The random variable $$|X|1_{|X| \leq Cn}$$ can be computed to have mean

$$\displaystyle {\bf E}(|X|1_{|X| \leq Cn}) = \frac{1}{\pi} \int_{\bf R} \frac{|x|1_{|x| \leq Cn}}{{1+x^2}}\ dx = \frac{1}{\pi} \int_{-Cn}^{Cn} \frac{|x|}{1 + x^2}\ dx = \log(C^2 n^2 + 1) / \pi$$

and we can upper bound the variance by

$$\displaystyle {\bf Var}(|X|1_{|X| \leq Cn}) \leq {\bf E}(|X|1_{|X| \leq Cn})^2 = \frac{1}{\pi} \int_{\bf R} \frac{x^21_{|x| \leq Cn}}{1+x^2}\ dx = \frac{2}{\pi}(Cn - \tan^{-1}(Cn))$$

and hence $$S_{n,\leq}/n$$ has mean $$\log(C^2 n^2 + 1)/\pi$$ and variance at most $$\displaystyle \frac{2/\pi \cdot (Cn - \tan^{-1}(Cn))}{n}$$. By Chebyshev’s inequality, we thus have

$$\displaystyle {\bf P}(|S_{n,\leq}/n - \log(C^2 n^2 + 1)/\pi| \geq \lambda) \leq \frac{2/\pi \cdot (Cn - \tan^{-1}(Cn))}{n{\lambda}^2}$$

for any $$\lambda > 0$$.

We now turn to $$S_{n,>}$$. Observe that the random variable $${|X|1_{|X|>Cn}}$$ is only nonzero with probability

$$\displaystyle 1 - {\bf P}(|X| \leq Cn) = 1 - \frac{1}{\pi}\int_{-Cn}^{Cn} \frac{1}{1 + x^2}\ dx = 1 - \frac{2 \tan^{-1}(Cn)}{\pi}$$.

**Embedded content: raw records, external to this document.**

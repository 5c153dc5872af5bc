use clap::{arg, command};

pub const DEFAULT_DB_PATH: &str = "~/.config/hostsweep/hostsweep.db";

pub const CLAP_STYLING: clap::builder::styling::Styles = clap::builder::styling::Styles::styled()
    .header(clap_cargo::style::HEADER)
    .usage(clap_cargo::style::USAGE)
    .literal(clap_cargo::style::LITERAL)
    .placeholder(clap_cargo::style::PLACEHOLDER)
    .error(clap_cargo::style::ERROR)
    .valid(clap_cargo::style::VALID)
    .invalid(clap_cargo::style::INVALID);

pub fn command_argument_builder() -> clap::Command {
    clap::Command::new("hostsweep")
        .version(env!("CARGO_PKG_VERSION"))
        .bin_name("hostsweep")
        .styles(CLAP_STYLING)
        .arg(arg!(-q --"quiet" "Suppress banner and non-essential output").required(false))
        .arg(
            arg!(--"db" <PATH>)
                .required(false)
                .global(true)
                .help("Location of the hostsweep database")
                .default_value(DEFAULT_DB_PATH),
        )
        .subcommand_required(false)
        .subcommand(
            command!("init")
                .about("Creates the hostsweep database and installs the default wordlist")
                .arg(
                    arg!(-f --"force")
                        .help("Overwrite an existing database without asking")
                        .required(false),
                ),
        )
        .subcommand(
            command!("wordlist")
                .about("Manage stored wordlists")
                .subcommand_required(true)
                .subcommand(
                    command!("add")
                        .about("Import a wordlist file")
                        .arg(
                            arg!(<FILE>)
                                .help("Path of the wordlist to import")
                                .value_parser(clap::value_parser!(std::path::PathBuf)),
                        )
                        .arg(
                            arg!(-n --"name" <NAME>)
                                .required(false)
                                .help("Display name (default: the file name)"),
                        )
                        .arg(
                            arg!(--"type" <TYPE>)
                                .required(false)
                                .help("Wordlist type")
                                .value_parser(["subdomain", "username", "password"])
                                .default_value("subdomain"),
                        )
                        .arg(
                            arg!(--"default")
                                .required(false)
                                .help("Make this the default list of its type")
                                .action(clap::ArgAction::SetTrue),
                        ),
                )
                .subcommand(
                    command!("list").about("List stored wordlists").arg(
                        arg!(--"type" <TYPE>)
                            .required(false)
                            .help("Only show lists of this type")
                            .value_parser(["subdomain", "username", "password"]),
                    ),
                )
                .subcommand(
                    command!("default")
                        .about("Make a wordlist the default of its type")
                        .arg(arg!(<ID>).value_parser(clap::value_parser!(i64))),
                )
                .subcommand(
                    command!("dedupe")
                        .about("Remove repeated entries from a wordlist in place")
                        .arg(arg!(<ID>).value_parser(clap::value_parser!(i64))),
                )
                .subcommand(
                    command!("remove")
                        .about("Delete a wordlist record and its file")
                        .arg(arg!(<ID>).value_parser(clap::value_parser!(i64)))
                        .arg(
                            arg!(--"keep-file")
                                .required(false)
                                .help("Leave the file on disk")
                                .action(clap::ArgAction::SetTrue),
                        ),
                )
                .subcommand(
                    command!("orphans")
                        .about("Find wordlist files that no record points at")
                        .arg(
                            arg!(--"delete")
                                .required(false)
                                .help("Delete the files that were found")
                                .action(clap::ArgAction::SetTrue),
                        ),
                ),
        )
        .subcommand(
            command!("run")
                .about(
                    "Enumerate subdomains of a domain: DNS pre-filter, then HEAD, OPTIONS and \
                limited GET probing",
                )
                .arg(
                    arg!(-d --"domain" <DOMAIN>)
                        .required(true)
                        .help("The base domain to enumerate"),
                )
                .arg(
                    arg!(-w --"wordlist" <ID>)
                        .required(false)
                        .help("Wordlist id (default: the default subdomain list)")
                        .value_parser(clap::value_parser!(i64)),
                )
                .arg(
                    arg!(-t --"threads" <NUM_WORKERS>)
                        .required(false)
                        .help("Maximum concurrent requests (default: MAX_CONCURRENT_REQUESTS or 50)")
                        .value_parser(clap::value_parser!(usize)),
                )
                .arg(
                    arg!(--"timeout" <SECONDS>)
                        .required(false)
                        .help("Per-request timeout in seconds")
                        .value_parser(clap::value_parser!(u64)),
                )
                .arg(
                    arg!(--"batch-size" <SIZE>)
                        .required(false)
                        .help("Candidates per batch")
                        .value_parser(clap::value_parser!(usize)),
                )
                .arg(
                    arg!(--"no-get-fallback")
                        .required(false)
                        .help("Never fall back to a limited GET")
                        .action(clap::ArgAction::SetTrue),
                )
                .arg(
                    arg!(--"dns" <BACKEND>)
                        .required(false)
                        .help("DNS pre-filter backend")
                        .value_parser(["resolver", "system", "static", "off"]),
                )
                .arg(
                    arg!(--"resolve" <HOST_ADDR>)
                        .required(false)
                        .help("Pin a host to an address, host=ip[:port] (repeatable)")
                        .action(clap::ArgAction::Append),
                ),
        )
        .subcommand(
            command!("status")
                .about("Show a run, or the most recent runs")
                .arg(
                    arg!([RUN_ID])
                        .required(false)
                        .value_parser(clap::value_parser!(i64)),
                ),
        )
        .subcommand(
            command!("results")
                .about("Report the live hosts of a run")
                .arg(arg!(<RUN_ID>).value_parser(clap::value_parser!(i64)))
                .arg(
                    arg!(-f --"format" <FORMAT>)
                        .required(false)
                        .help("Report format: text, json")
                        .value_parser(["text", "json"])
                        .default_value("text"),
                )
                .arg(
                    arg!(-o --"output" <PATH>)
                        .required(false)
                        .help("Save report to file (default: display to screen)")
                        .value_parser(clap::value_parser!(std::path::PathBuf)),
                ),
        )
}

Thus $$S_{n,>}$$ is nonzero with probability at most $$\displaystyle n(1 - \frac{2 \tan^{-1}(Cn)}{\pi})$$. By the triangle inequality, we conclude that

$$\displaystyle {\bf P}(|S_n/n - \log(C^2 n^2 + 1)/\pi| \geq \lambda) \leq \frac{2/\pi(Cn - \tan^{-1}(Cn))}{n{\lambda}^2} + n(1 - \frac{2 \tan^{-1}(Cn)}{\pi})$$

which is valid for any $$\lambda > 0$$. If we pick $$C = \lambda = \sqrt{\log n}$$, we see that

$$\displaystyle {\bf P}(|S_n/n\log n - \log(n^2 \log n + 1)/\pi \log n| \geq \frac{1}{\sqrt{\log n}}) \leq O(\frac{1}{\log^{1/2} n})$$

which for large $$n$$ implies

$$\displaystyle {\bf P}(|S_n/n\log n - 2/\pi| \geq \frac{1}{\sqrt{\log n}}) \leq O(\frac{1}{\log^{1/2} n})$$, giving the result.